All anchors require chain and rode, with the exception of the box anchor. Rope won't hold the anchor in the correct position to set properly, but I'm sure some people will chime in and say that yes it's possible. If you look at how most anchors are designed, they must be dropped vertically, then let down flat so that the flukes can dig into the ground. Chain is heavy and sinks to the bottom, when you pull the chain back the chain stays on the bottom and allows the anchor to dig in.

As a recommendation for a 2nd anchor I'd suggest getting the box anchor as it's breaks down flat, and only requires 2-1 scope. I have the large box anchor for my 25' express cruiser and it works better then any other anchor I've seen (which is only Danforth style) and with way less setting/resetting, paying out enough scope, etc...
 
Pardon my ignorance here, but what does 2 to 1 scope mean?
 
2-1 scope means that if you are anchoring in 10 feet of water you need to let out 20 feet (2 times more rope then depth) of chain/rode in order to have the proper scope. Most anchors require at least 4-1 scope, but recommend 7-1. So in 10 feet of water a standard anchor requires you to let out 40-70 feet of rope/chain in order to maintain scope. To get more specific you are really talking about the angle of the anchor to the ground. If you take an easy value like 2-1 scope you are basically making a 45 degree angle between the anchor's flukes and the anchor's shank. Most anchors will not properly dig into the sea bed at a 45 degree angle which is why they require more scope. As the scope increases, i.e. more rope/chain you let out, the angle decreases.
 
So after reading this thread and then researching the box anchor, we took the plunge! Bought a "small box anchor" from WM (cost $144) had 150ft of line already from a previous anchor, used a stainless locking D-Ring to connect and then over the side! We anchored 3 times over the fourth and only slipped one time! this was in a large bed of eel grass and it held for over an hour and started to slip on the incoming tide, figure we did not have enough scope out for the rising waters.

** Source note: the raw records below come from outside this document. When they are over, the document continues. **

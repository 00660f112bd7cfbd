//! Media URL extraction from comment and post text.

use regex::Regex;
use rewind_core::{AppError, HostedId, MediaReference};

pub const VREDDIT: &str = "vreddit";
pub const REDDIT_GIF: &str = "redditgif";
pub const IMGUR: &str = "imgur";
pub const GFYCAT: &str = "gfycat";
pub const STREAMABLE: &str = "streamable";
pub const CATBOX: &str = "catbox";
pub const LINK: &str = "link";

/// Recognised source hosts, in precedence order for matches at the same position.
const SOURCE_PATTERNS: [(&str, &str); 7] = [
    (VREDDIT, r"https?://v\.redd\.it/(\w+)"),
    (REDDIT_GIF, r"https?://i\.redd\.it/(\w+)\.gif"),
    (IMGUR, r"https?://(?:\w+\.)?imgur\.com/(?:(?:a|gallery)/)?([a-zA-Z0-9]{5,7})"),
    (GFYCAT, r"https?://(?:\w+\.)?gfycat\.com/(?:[^\s/]*/)*([a-zA-Z]+)"),
    (STREAMABLE, r"https?://streamable\.com/([a-z0-9]+)"),
    (CATBOX, r"https?://files\.catbox\.moe/(\w+\.(?:gif|mp4|webm))"),
    (
        LINK,
        r"(https?://[^\s()\[\]<>]+?\.(?:gif|mp4|webm)(?:\?[^\s()\[\]<>]*)?)",
    ),
];

/// Canonical URL of a source item.
pub fn source_url(host: &str, id: &str) -> Option<String> {
    match host {
        VREDDIT => Some(format!("https://v.redd.it/{}", id)),
        REDDIT_GIF => Some(format!("https://i.redd.it/{}.gif", id)),
        IMGUR => Some(format!("https://i.imgur.com/{}.mp4", id)),
        GFYCAT => Some(format!("https://gfycat.com/{}", id)),
        STREAMABLE => Some(format!("https://streamable.com/{}", id)),
        CATBOX => Some(format!("https://files.catbox.moe/{}", id)),
        LINK => Some(id.to_string()),
        _ => None,
    }
}

/// A media URL found in text.
#[derive(Debug, Clone, PartialEq, Eq)]
pub struct MediaMatch {
    pub host: &'static str,
    pub id: String,
    pub url: String,
}

impl MediaMatch {
    pub fn key(&self) -> HostedId {
        HostedId::new(self.host, &self.id)
    }

    pub fn into_reference(self, sensitive: bool, depth: u32) -> MediaReference {
        MediaReference {
            host: self.host.to_string(),
            id: self.id,
            url: self.url,
            sensitive,
            depth,
        }
    }
}

pub struct MediaUrlExtractor {
    sources: Vec<(&'static str, Regex)>,
    textpost: Regex,
    sensitive: Regex,
    reupload: Regex,
    mention: Regex,
}

impl MediaUrlExtractor {
    pub fn new(bot_username: &str) -> Result<Self, AppError> {
        let compile = |pattern: &str| {
            Regex::new(pattern)
                .map_err(|e| AppError::Internal(format!("Invalid pattern {}: {}", pattern, e)))
        };

        let sources = SOURCE_PATTERNS
            .iter()
            .map(|(host, pattern)| Ok((*host, compile(pattern)?)))
            .collect::<Result<Vec<_>, AppError>>()?;

        Ok(Self {
            sources,
            textpost: compile(r"^https?://(?:\w+\.)?reddit\.com/r/.*?/comments")?,
            sensitive: compile(r"(?i)nsfw")?,
            reupload: compile(r"(?i)reupload|renew")?,
            mention: compile(&format!(r"(?i)\bu/{}\b", regex::escape(bot_username)))?,
        })
    }

    /// Earliest recognised media URL in `text`.
    pub fn extract(&self, text: &str) -> Option<MediaMatch> {
        self.sources
            .iter()
            .enumerate()
            .filter_map(|(order, (host, re))| {
                let caps = re.captures(text)?;
                let start = caps.get(0)?.start();
                let id = caps.get(1)?.as_str().to_string();
                let url = source_url(host, &id)?;
                Some(((start, order), MediaMatch { host, id, url }))
            })
            .min_by_key(|(rank, _)| *rank)
            .map(|(_, m)| m)
    }

    /// Links to another post's comment page are never media.
    pub fn is_textpost(&self, url: &str) -> bool {
        self.textpost.is_match(url)
    }

    pub fn is_sensitive_text(&self, text: &str) -> bool {
        self.sensitive.is_match(text)
    }

    pub fn is_reupload(&self, text: &str) -> bool {
        self.reupload.is_match(text)
    }

    pub fn mentions_bot(&self, text: &str) -> bool {
        self.mention.is_match(text)
    }
}
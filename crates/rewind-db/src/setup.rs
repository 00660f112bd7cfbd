//! Database setup and initialization

use std::time::Duration;

use anyhow::{Context, Result};
use sqlx::postgres::PgPoolOptions;
use sqlx::PgPool;

const MAX_CONNECTIONS: u32 = 10;
const CONNECTION_TIMEOUT_SECS: u64 = 30;

/// Connect to Postgres and apply the workspace migrations.
pub async fn setup_database(database_url: &str) -> Result<PgPool> {
    tracing::info!("Connecting to database...");
    let pool = PgPoolOptions::new()
        .max_connections(MAX_CONNECTIONS)
        .acquire_timeout(Duration::from_secs(CONNECTION_TIMEOUT_SECS))
        .idle_timeout(Duration::from_secs(600))
        .max_lifetime(Duration::from_secs(1800))
        .connect(database_url)
        .await
        .context("Failed to connect to database")?;

    tracing::info!(
        max_connections = MAX_CONNECTIONS,
        "Database connected successfully"
    );

    sqlx::migrate!("../../migrations")
        .run(&pool)
        .await
        .context("Failed to run database migrations")?;
    tracing::info!("Database migrations applied");

    Ok(pool)
}
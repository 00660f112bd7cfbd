//! Job handler trait
//!
//! The request pipeline implements this trait. The worker holds a weak reference and
//! calls `handle_job` for every job it takes off the channel.

use std::sync::Arc;

use async_trait::async_trait;
use rewind_core::RequestOutcome;

use crate::queue::Job;

#[async_trait]
pub trait JobHandler: Send + Sync {
    /// Run one queued request to a terminal outcome.
    async fn handle_job(self: Arc<Self>, job: &Job) -> RequestOutcome;
}
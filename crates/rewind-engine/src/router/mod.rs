//! Host routing
//!
//! Matches probed encoding candidates against the host registry and drives the upload
//! attempts. Candidate order from the probe always wins over host priority; priority
//! only orders hosts for the same candidate.

pub mod registry;

use std::sync::Arc;
use std::time::Duration;

use async_trait::async_trait;
use bytes::Bytes;
use rewind_core::{EncodingCandidate, HostCapability, MediaDescriptor, UploadOutcome, UploadedRef};

pub use registry::{HostRegistry, RegisteredHost};

/// Attempts per (candidate, host) pair before moving on.
pub const MAX_ATTEMPTS_PER_PAIR: u32 = 2;

/// One admissible (candidate, host) pair.
#[derive(Debug, Clone)]
pub struct PlannedUpload {
    /// Position of the candidate in the descriptor.
    pub candidate_index: usize,
    pub candidate: EncodingCandidate,
    pub host: String,
}

#[derive(Debug, Clone, PartialEq, Eq)]
pub enum RouteOutcome {
    Uploaded(UploadedRef),
    /// The request can never be served. Not retried.
    UserFailure(String),
    /// Every pair ran out of attempts on transient failures.
    UploadFailure(String),
}

/// Produces the bytes for a pair the first time the upload loop reaches it.
#[async_trait]
pub trait PayloadSource: Send {
    /// `None` skips the pair.
    async fn payload(&mut self, pair: &PlannedUpload) -> Option<Bytes>;
}

/// Uploads the bytes already carried by each planned candidate.
pub struct PlannedPayload;

#[async_trait]
impl PayloadSource for PlannedPayload {
    async fn payload(&mut self, pair: &PlannedUpload) -> Option<Bytes> {
        Some(pair.candidate.data.clone())
    }
}

/// Whether `capability` can take `candidate` for a request with the given sensitivity.
pub fn is_admissible(
    capability: &HostCapability,
    candidate: &EncodingCandidate,
    sensitive: bool,
) -> bool {
    let Some(limits) = capability.limits_for(candidate.encoding) else {
        return false;
    };

    let within_duration = limits
        .max_duration
        .map_or(true, |max| candidate.duration <= max);
    let within_size = limits
        .max_size_bytes
        .map_or(true, |max| candidate.size_bytes <= max);
    // An unknown frame count cannot exceed a ceiling.
    let within_frames = match (limits.max_frames, candidate.frames) {
        (Some(max), Some(frames)) => frames <= max,
        _ => true,
    };

    within_duration
        && within_size
        && within_frames
        && (!candidate.has_audio || capability.audio)
        && capability.sensitivity.accepts(sensitive)
}

pub struct HostRouter {
    registry: Arc<HostRegistry>,
    retry_delay: Duration,
}

impl HostRouter {
    pub fn new(registry: Arc<HostRegistry>, retry_delay: Duration) -> Self {
        Self {
            registry,
            retry_delay,
        }
    }

    pub fn registry(&self) -> &HostRegistry {
        &self.registry
    }

    /// Admissible pairs in attempt order. Empty when nothing can take the media.
    pub fn select_candidates(
        &self,
        descriptor: &MediaDescriptor,
        sensitive: bool,
    ) -> Vec<PlannedUpload> {
        let mut plan = Vec::new();

        for (candidate_index, candidate) in descriptor.candidates.iter().enumerate() {
            let mut hosts: Vec<&RegisteredHost> = self
                .registry
                .hosts()
                .iter()
                .filter(|h| !self.registry.is_disabled(&h.capability.name))
                .filter(|h| is_admissible(&h.capability, candidate, sensitive))
                .collect();
            hosts.sort_by_key(|h| h.capability.priority);

            plan.extend(hosts.into_iter().map(|h| PlannedUpload {
                candidate_index,
                candidate: candidate.clone(),
                host: h.capability.name.clone(),
            }));
        }

        tracing::debug!(
            candidates = descriptor.candidates.len(),
            pairs = plan.len(),
            sensitive,
            "Upload plan selected"
        );
        plan
    }

    /// Try the plan in order until one upload sticks.
    pub async fn attempt_upload(&self, plan: &[PlannedUpload], sensitive: bool) -> RouteOutcome {
        self.attempt_upload_with(plan, sensitive, &mut PlannedPayload)
            .await
    }

    /// Like [`HostRouter::attempt_upload`], asking `payloads` for each pair's bytes right
    /// before its first attempt. Pairs without a payload are skipped.
    #[tracing::instrument(skip(self, plan, payloads), fields(pairs = plan.len()))]
    pub async fn attempt_upload_with(
        &self,
        plan: &[PlannedUpload],
        sensitive: bool,
        payloads: &mut dyn PayloadSource,
    ) -> RouteOutcome {
        if plan.is_empty() {
            return RouteOutcome::UserFailure(
                "File too large or unsupported for every upload host".to_string(),
            );
        }

        let mut attempted = false;

        for pair in plan {
            if self.registry.is_disabled(&pair.host) {
                continue;
            }
            let Some(host) = self.registry.get(&pair.host) else {
                tracing::warn!(host = %pair.host, "Planned host is not registered");
                continue;
            };
            let Some(data) = payloads.payload(pair).await else {
                continue;
            };
            attempted = true;

            for attempt in 1..=MAX_ATTEMPTS_PER_PAIR {
                let outcome = host
                    .client
                    .upload(
                        data.clone(),
                        pair.candidate.encoding,
                        sensitive,
                        pair.candidate.has_audio,
                    )
                    .await;

                match outcome {
                    UploadOutcome::Uploaded(uploaded) => {
                        tracing::info!(
                            host = %pair.host,
                            encoding = %pair.candidate.encoding,
                            attempt,
                            url = %uploaded.url,
                            "Upload succeeded"
                        );
                        return RouteOutcome::Uploaded(uploaded);
                    }
                    UploadOutcome::Rejected(reason) => {
                        tracing::info!(host = %pair.host, reason = %reason, "Upload rejected");
                        return RouteOutcome::UserFailure(reason);
                    }
                    UploadOutcome::Failed(reason) => {
                        tracing::warn!(
                            host = %pair.host,
                            encoding = %pair.candidate.encoding,
                            attempt,
                            reason = %reason,
                            "Upload attempt failed"
                        );
                        if attempt < MAX_ATTEMPTS_PER_PAIR {
                            tokio::time::sleep(self.retry_delay).await;
                        }
                    }
                }
            }
        }

        if !attempted {
            return RouteOutcome::UploadFailure("No candidate could be prepared for upload".to_string());
        }
        RouteOutcome::UploadFailure("All upload hosts failed".to_string())
    }
}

I would highly recommend this product. It was relatively cheap, easy to use and the Admiral was very happy in it's use! Hope this helps.

Drew
 
I hang a 7 lb fortress off the bow rail where it is easy to deploy. In an emergency it would take to long to have to assembly one you have in storage. The rode is draped neatly over the anchor and is tied off to a cleat. Ready to go. I can lay it on the deck close to the rail and get the dink, reach up and grab it and use it for stern or second bow anchor. Placing it with the dink. The aluminum fortress is much easier to handle in the dink. I use only a short chain with it to keep it easy. I keep a 32 lb storm anchor with about 15 ft' of heavy chain on the other bow rail. Makes for better sleeping. Wire all shackles. I learned all of these things the hard way including being very selective where I would use a stern anchor. It took two lessons for that one to sink in. :roll: Always back down with the engine to set the main anchor and don't stack the chain on top of the anchor before backing down. A fowled anchor is no anchor.